Public housing estate in Tsuen Wan, Hong Kong

Shek Wai Kok Estate (石圍角邨) is a public housing estate in Shek Wai Kok, Tsuen Wan, New Territories, Hong Kong, near Shing Mun Valley and Luk Yeung Sun Chuen. It consists of 8 residential buildings completed in 1980 to 1982.

==History==
On 28 September 1982, then Prime Minister of the United Kingdom Margaret Thatcher visited the estate to contact with the public by residents of the estate.

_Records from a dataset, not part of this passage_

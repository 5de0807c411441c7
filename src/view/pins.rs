use std::collections::BTreeSet;

use serde::{Deserialize, Serialize};

use crate::core::SenderId;
use crate::record::{IdentityIndex, MessageIdentity};

/// A pinned field of one message identity
#[derive(Debug, Clone, PartialEq, Eq, Hash, PartialOrd, Ord, Serialize, Deserialize)]
pub struct PinKey {
    pub identity: MessageIdentity,
    pub field: String,
}

impl PinKey {
    pub fn new(identity: MessageIdentity, field: impl Into<String>) -> Self {
        Self {
            identity,
            field: field.into(),
        }
    }
}

/// Pin state of a message, derived from its fields
#[derive(Debug, Clone, Copy, PartialEq, Eq, Serialize, Deserialize)]
pub enum PinState {
    Unpinned,
    Partial,
    Pinned,
}

#[derive(Debug, Clone, Default)]
pub struct PinSet {
    pins: BTreeSet<PinKey>,
    across_senders: bool,
}

impl PinSet {
    pub fn new(across_senders: bool) -> Self {
        Self {
            pins: BTreeSet::new(),
            across_senders,
        }
    }

    pub fn across_senders(&self) -> bool {
        self.across_senders
    }

    pub fn set_across_senders(&mut self, enabled: bool) {
        self.across_senders = enabled;
    }

    pub fn is_pinned(&self, key: &PinKey) -> bool {
        self.pins.contains(key)
    }

    pub fn len(&self) -> usize {
        self.pins.len()
    }

    pub fn is_empty(&self) -> bool {
        self.pins.is_empty()
    }

    pub fn iter(&self) -> impl Iterator<Item = &PinKey> {
        self.pins.iter()
    }

    pub fn for_sender(&self, sender_id: SenderId) -> impl Iterator<Item = &PinKey> {
        self.pins.iter().filter(move |k| k.identity.sender_id == sender_id)
    }

    /// Every identity sharing class and message ids with `identity`,
    /// including itself when pinning across senders is enabled
    fn targets(&self, identity: MessageIdentity, index: &IdentityIndex) -> Vec<MessageIdentity> {
        if !self.across_senders {
            return vec![identity];
        }

        let mut targets: Vec<MessageIdentity> = index
            .senders()
            .map(|sender_id| MessageIdentity::new(sender_id, identity.class_id, identity.message_id))
            .filter(|candidate| index.lookup(*candidate).is_some())
            .collect();
        if !targets.contains(&identity) {
            targets.push(identity);
        }
        targets
    }

    /// Pin or unpin a field. Returns the number of entries that changed.
    pub fn set_field(&mut self, key: &PinKey, pinned: bool, index: &IdentityIndex) -> usize {
        let mut changed = 0;
        for identity in self.targets(key.identity, index) {
            let target = PinKey::new(identity, key.field.clone());
            let did_change = if pinned {
                self.pins.insert(target)
            } else {
                self.pins.remove(&target)
            };
            if did_change {
                changed += 1;
            }
        }
        changed
    }

    pub fn toggle_field(&mut self, key: &PinKey, index: &IdentityIndex) -> bool {
        let pinned = !self.is_pinned(key);
        self.set_field(key, pinned, index);
        pinned
    }

    /// Pin or unpin every field of a message, using the field set of its
    /// newest snapshot
    pub fn set_message(&mut self, identity: MessageIdentity, pinned: bool, index: &IdentityIndex) -> usize {
        let fields: Vec<String> = match index.get(identity).and_then(|h| h.newest().ok()) {
            Some(newest) => newest.message().field_names().map(str::to_string).collect(),
            None => return 0,
        };

        fields
            .iter()
            .map(|field| self.set_field(&PinKey::new(identity, field.clone()), pinned, index))
            .sum()
    }

    pub fn message_state<'a>(
        &self,
        identity: MessageIdentity,
        fields: impl IntoIterator<Item = &'a str>,
    ) -> PinState {
        let mut pinned = 0;
        let mut total = 0;
        for field in fields {
            total += 1;
            if self.pins.contains(&PinKey::new(identity, field)) {
                pinned += 1;
            }
        }

        match pinned {
            0 => PinState::Unpinned,
            n if n == total => PinState::Pinned,
            _ => PinState::Partial,
        }
    }
}
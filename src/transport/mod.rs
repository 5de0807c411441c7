pub mod mock;
pub mod pattern;
pub mod traits;

pub use mock::{SimulatedBus, SimulatedSender};
pub use pattern::SubscriptionPattern;
pub use traits::{BindId, Delivery, Transport};
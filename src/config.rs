use std::fs;
use std::path::{Path, PathBuf};

use anyhow::{Context, Result};
use serde::{Deserialize, Serialize};

use crate::record::DEFAULT_CAPACITY;

/// Recorder and view settings
#[derive(Debug, Clone, PartialEq, Serialize, Deserialize)]
#[serde(default)]
pub struct RecorderConfig {
    /// Agent name announced on the bus
    pub name: String,
    /// Bus address, transport default when None
    pub bus: Option<String>,
    /// Snapshots kept per message
    pub buffer_size: usize,
    pub refresh_interval_ms: u64,
    pub pinned_refresh_interval_ms: u64,
    pub pump_interval_ms: u64,
    /// Age after which a message is shown as extinct
    pub extinction_secs: f64,
    pub pin_across_senders: bool,
    /// Expand-all is only allowed below this many visible messages
    pub expand_threshold: usize,
}

impl Default for RecorderConfig {
    fn default() -> Self {
        Self {
            name: "msgtab".to_string(),
            bus: None,
            buffer_size: DEFAULT_CAPACITY,
            refresh_interval_ms: 500,
            pinned_refresh_interval_ms: 200,
            pump_interval_ms: 10,
            extinction_secs: 5.0,
            pin_across_senders: true,
            expand_threshold: 5,
        }
    }
}

/// Loads and saves a `RecorderConfig` as JSON
pub struct ConfigStore {
    path: PathBuf,
}

impl ConfigStore {
    pub fn new(path: impl Into<PathBuf>) -> Self {
        Self { path: path.into() }
    }

    pub fn path(&self) -> &Path {
        &self.path
    }

    /// Write the default configuration if the file does not exist yet
    pub fn ensure_config_file(&self) -> Result<()> {
        if self.path.exists() {
            return Ok(());
        }

        if let Some(parent) = self.path.parent() {
            if !parent.as_os_str().is_empty() {
                fs::create_dir_all(parent).context("Failed to create config directory")?;
            }
        }

        self.save(&RecorderConfig::default())
            .context("Failed to write default config")
    }

    pub fn load(&self) -> Result<RecorderConfig> {
        self.ensure_config_file()?;

        let content = fs::read_to_string(&self.path)
            .with_context(|| format!("Failed to read config from {:?}", self.path))?;

        let config: RecorderConfig =
            serde_json::from_str(&content).context("Failed to parse config JSON")?;

        Ok(config)
    }

    pub fn save(&self, config: &RecorderConfig) -> Result<()> {
        let json = serde_json::to_string_pretty(config).context("Failed to serialize config")?;

        // Write to temporary file first
        let temp_path = self.path.with_extension("tmp");
        fs::write(&temp_path, json).context("Failed to write temporary config file")?;

        fs::rename(&temp_path, &self.path).context("Failed to atomically update config file")?;

        Ok(())
    }
}

#[cfg(test)]
mod tests {
    use super::*;
    use tempfile::tempdir;

    #[test]
    fn test_load_creates_default_file() {
        let dir = tempdir().unwrap();
        let store = ConfigStore::new(dir.path().join("nested").join("msgtab.json"));

        let config = store.load().unwrap();

        assert_eq!(config, RecorderConfig::default());
        assert!(store.path().exists());
    }

    #[test]
    fn test_partial_file_takes_defaults() {
        let dir = tempdir().unwrap();
        let path = dir.path().join("msgtab.json");
        fs::write(&path, r#"{ "buffer_size": 1, "unknown_key": true }"#).unwrap();

        let config = ConfigStore::new(&path).load().unwrap();

        assert_eq!(config.buffer_size, 1);
        assert_eq!(config.refresh_interval_ms, 500);
        assert!(config.pin_across_senders);
    }

    #[test]
    fn test_save_roundtrip() {
        let dir = tempdir().unwrap();
        let store = ConfigStore::new(dir.path().join("msgtab.json"));
        let config = RecorderConfig {
            name: "ground-inspector".to_string(),
            bus: Some("127.255.255.255:2010".to_string()),
            ..RecorderConfig::default()
        };

        store.save(&config).unwrap();

        assert_eq!(store.load().unwrap(), config);
        assert!(!dir.path().join("msgtab.tmp").exists());
    }

    #[test]
    fn test_invalid_json_is_an_error() {
        let dir = tempdir().unwrap();
        let path = dir.path().join("msgtab.json");
        fs::write(&path, "not json").unwrap();

        assert!(ConfigStore::new(&path).load().is_err());
    }
}
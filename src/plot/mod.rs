pub mod board;

pub use board::{PlotBoard, PlotSeries, SeriesData, PALETTE};
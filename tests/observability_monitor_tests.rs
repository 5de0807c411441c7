use msgtab::core::{DecodedMessage, FieldValue, MessageField};
use msgtab::observability::{MetricsCollector, RecorderMonitor};
use msgtab::record::Recorder;
use msgtab::transport::SimulatedBus;

fn gps() -> DecodedMessage {
    DecodedMessage::new(1, "telemetry", 8, "GPS")
        .with_field(MessageField::new("alt", "int32", FieldValue::Int(100)))
}

#[test]
fn test_empty_report() {
    let monitor = RecorderMonitor::new(MetricsCollector::new());

    assert_eq!(monitor.generate_report(0), "No senders discovered");
}

#[test]
fn test_monitor_report() {
    let bus = SimulatedBus::new();
    let mut recorder = Recorder::new("monitor", bus.clone(), 10).unwrap();

    recorder.on_message_at(3, gps(), 1_000_000_000).unwrap();
    recorder.on_message_at(3, gps(), 2_000_000_000).unwrap();
    bus.publish(8, gps());
    recorder.pump();

    let monitor = RecorderMonitor::new(recorder.metrics().clone());
    let report = monitor.generate_report(4_000_000_000);

    assert!(report.contains("[Sender 3]"));
    assert!(report.contains("Recorded: 2 messages"));
    assert!(report.contains("Identities: 1"));
    assert!(report.contains("2.0s ago"));
    assert!(report.contains("[Sender 8]"));
    assert!(report.contains("Seen: 1"));
    assert!(report.contains("Last reception: never"));
}
use crate::core::{FieldValue, MessageField};

/// Apply a printf-style format (`%d`, `%5.2f`, `%x`, `%s`, ...) to a scalar.
/// Returns None when the format has no usable conversion.
pub fn printf(format: &str, value: &FieldValue) -> Option<String> {
    let start = format.find('%')?;
    let rest = &format[start + 1..];

    let directive_len = rest
        .find(|c: char| "diufFeEgGxXsc".contains(c))
        .map(|i| i + 1)?;
    let directive = &rest[..directive_len];
    let conversion = directive.chars().last()?;
    let modifiers = directive[..directive_len - 1].trim_start_matches(['-', '+', ' ', '#', '0']);
    let modifiers = modifiers.trim_end_matches(['l', 'h']);

    let (width, precision) = match modifiers.split_once('.') {
        Some((w, p)) => (w.parse::<usize>().ok(), p.parse::<usize>().ok()),
        None => (modifiers.parse::<usize>().ok(), None),
    };
    let width = width.unwrap_or(0);

    let body = match conversion {
        'd' | 'i' | 'u' => format!("{:>width$}", value.as_f64()? as i64, width = width),
        'f' | 'F' => {
            let precision = precision.unwrap_or(6);
            format!("{:>width$.precision$}", value.as_f64()?, width = width, precision = precision)
        }
        'e' | 'E' => {
            let precision = precision.unwrap_or(6);
            format!("{:>width$.precision$e}", value.as_f64()?, width = width, precision = precision)
        }
        'g' | 'G' => format!("{:>width$}", value.as_f64()?, width = width),
        'x' => format!("{:>width$x}", value.as_f64()? as i64, width = width),
        'X' => format!("{:>width$X}", value.as_f64()? as i64, width = width),
        's' | 'c' => format!("{:>width$}", value.to_string(), width = width),
        _ => return None,
    };

    Some(format!("{}{}{}", &format[..start], body, &rest[directive_len..]))
}

/// Display text of a field value: formatted value, unit, enum label
pub fn value_text(field: &MessageField) -> String {
    let mut text = field
        .format
        .as_deref()
        .filter(|f| f.contains('%') && !field.value.is_array())
        .and_then(|f| printf(f, &field.value))
        .unwrap_or_else(|| field.value.to_string());

    if let Some(unit) = field.unit.as_deref() {
        if !unit.is_empty() && unit != "none" {
            text.push(' ');
            text.push_str(unit);
        }
    }

    if let Some(label) = field.enum_label.as_deref() {
        text.push_str(&format!(" ({})", label));
    }

    text
}

/// Value converted to the alternate unit (scalars only)
pub fn alt_value(field: &MessageField) -> Option<f64> {
    if field.is_array() {
        return None;
    }
    field.value.as_f64().map(|v| v * field.scale())
}

/// Alternate-unit text, empty when the coefficient is absent or 1
pub fn alt_value_text(field: &MessageField) -> String {
    match (alt_value(field), field.alt_unit_coef) {
        (Some(value), Some(coef)) if coef != 1.0 => {
            let mut text = format!("{:.3}", value);
            if let Some(unit) = field.alt_unit.as_deref() {
                text.push(' ');
                text.push_str(unit);
            }
            text
        }
        _ => String::new(),
    }
}
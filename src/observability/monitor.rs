use super::MetricsCollector;

pub struct RecorderMonitor {
    collector: MetricsCollector,
}

impl RecorderMonitor {
    pub fn new(collector: MetricsCollector) -> Self {
        Self { collector }
    }

    /// Text report; `now_ns` is used to age the last reception
    pub fn generate_report(&self, now_ns: u64) -> String {
        let snapshot = self.collector.snapshot();

        if snapshot.is_empty() {
            return "No senders discovered".to_string();
        }

        let mut report = String::from("=== Recorder Metrics ===\n");

        for (sender_id, metrics) in snapshot.iter() {
            let last = if metrics.last_reception_ns == 0 {
                "never".to_string()
            } else {
                let age = now_ns.saturating_sub(metrics.last_reception_ns) as f64 / 1e9;
                format!("{:.1}s ago", age)
            };
            report.push_str(&format!(
                "\n[Sender {}]\n  Recorded: {} message{}\n  Seen: {}\n  Identities: {}\n  Last reception: {}\n",
                sender_id,
                metrics.messages_recorded,
                if metrics.messages_recorded == 1 { "" } else { "s" },
                metrics.messages_seen,
                metrics.identities_created,
                last
            ));
        }

        report
    }

    pub fn collector(&self) -> &MetricsCollector {
        &self.collector
    }
}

On 14 March 2001, Leung Shing-yan died after being shot by Tsui Po-ko at Flat 552, Shek To House Block B, Shek Wai Kok Estate. The incident caused a sensation in Hong Kong society.

==Houses==

Name: Chinese name; Building type; Completed
Shek Lan House: 石蘭樓; Double H; 1980
Shek Kuk House: 石菊樓; 1981
Shek Kwai House: 石葵樓
Shek Tsui House: 石翠樓
Shek Fong House: 石芳樓; Old Slab; 1982
Shek Ho House: 石荷樓
Shek Lin House: 石蓮樓
Shek To House: 石桃樓; Double I

==Demographics==
According to the 2016 by-census, Shek Wai Kok Estate had a population of 16,605. The median age was 51.1 and the majority of residents (98 per cent) were of Chinese ethnicity. The average household size was 2.6 people. The median monthly household income of all households (i.e. including both economically active and inactive households) was HK$20,000.

==Politics==
For the 2019 District Council election, the estate fell within two constituencies. Most of the estate is located in the Shek Wai Kok constituency, which is represented by Man Yu-ming, while the remainder of the estate falls within the Cheung Shek constituency, which is represented by Matthew Lai Man-fai.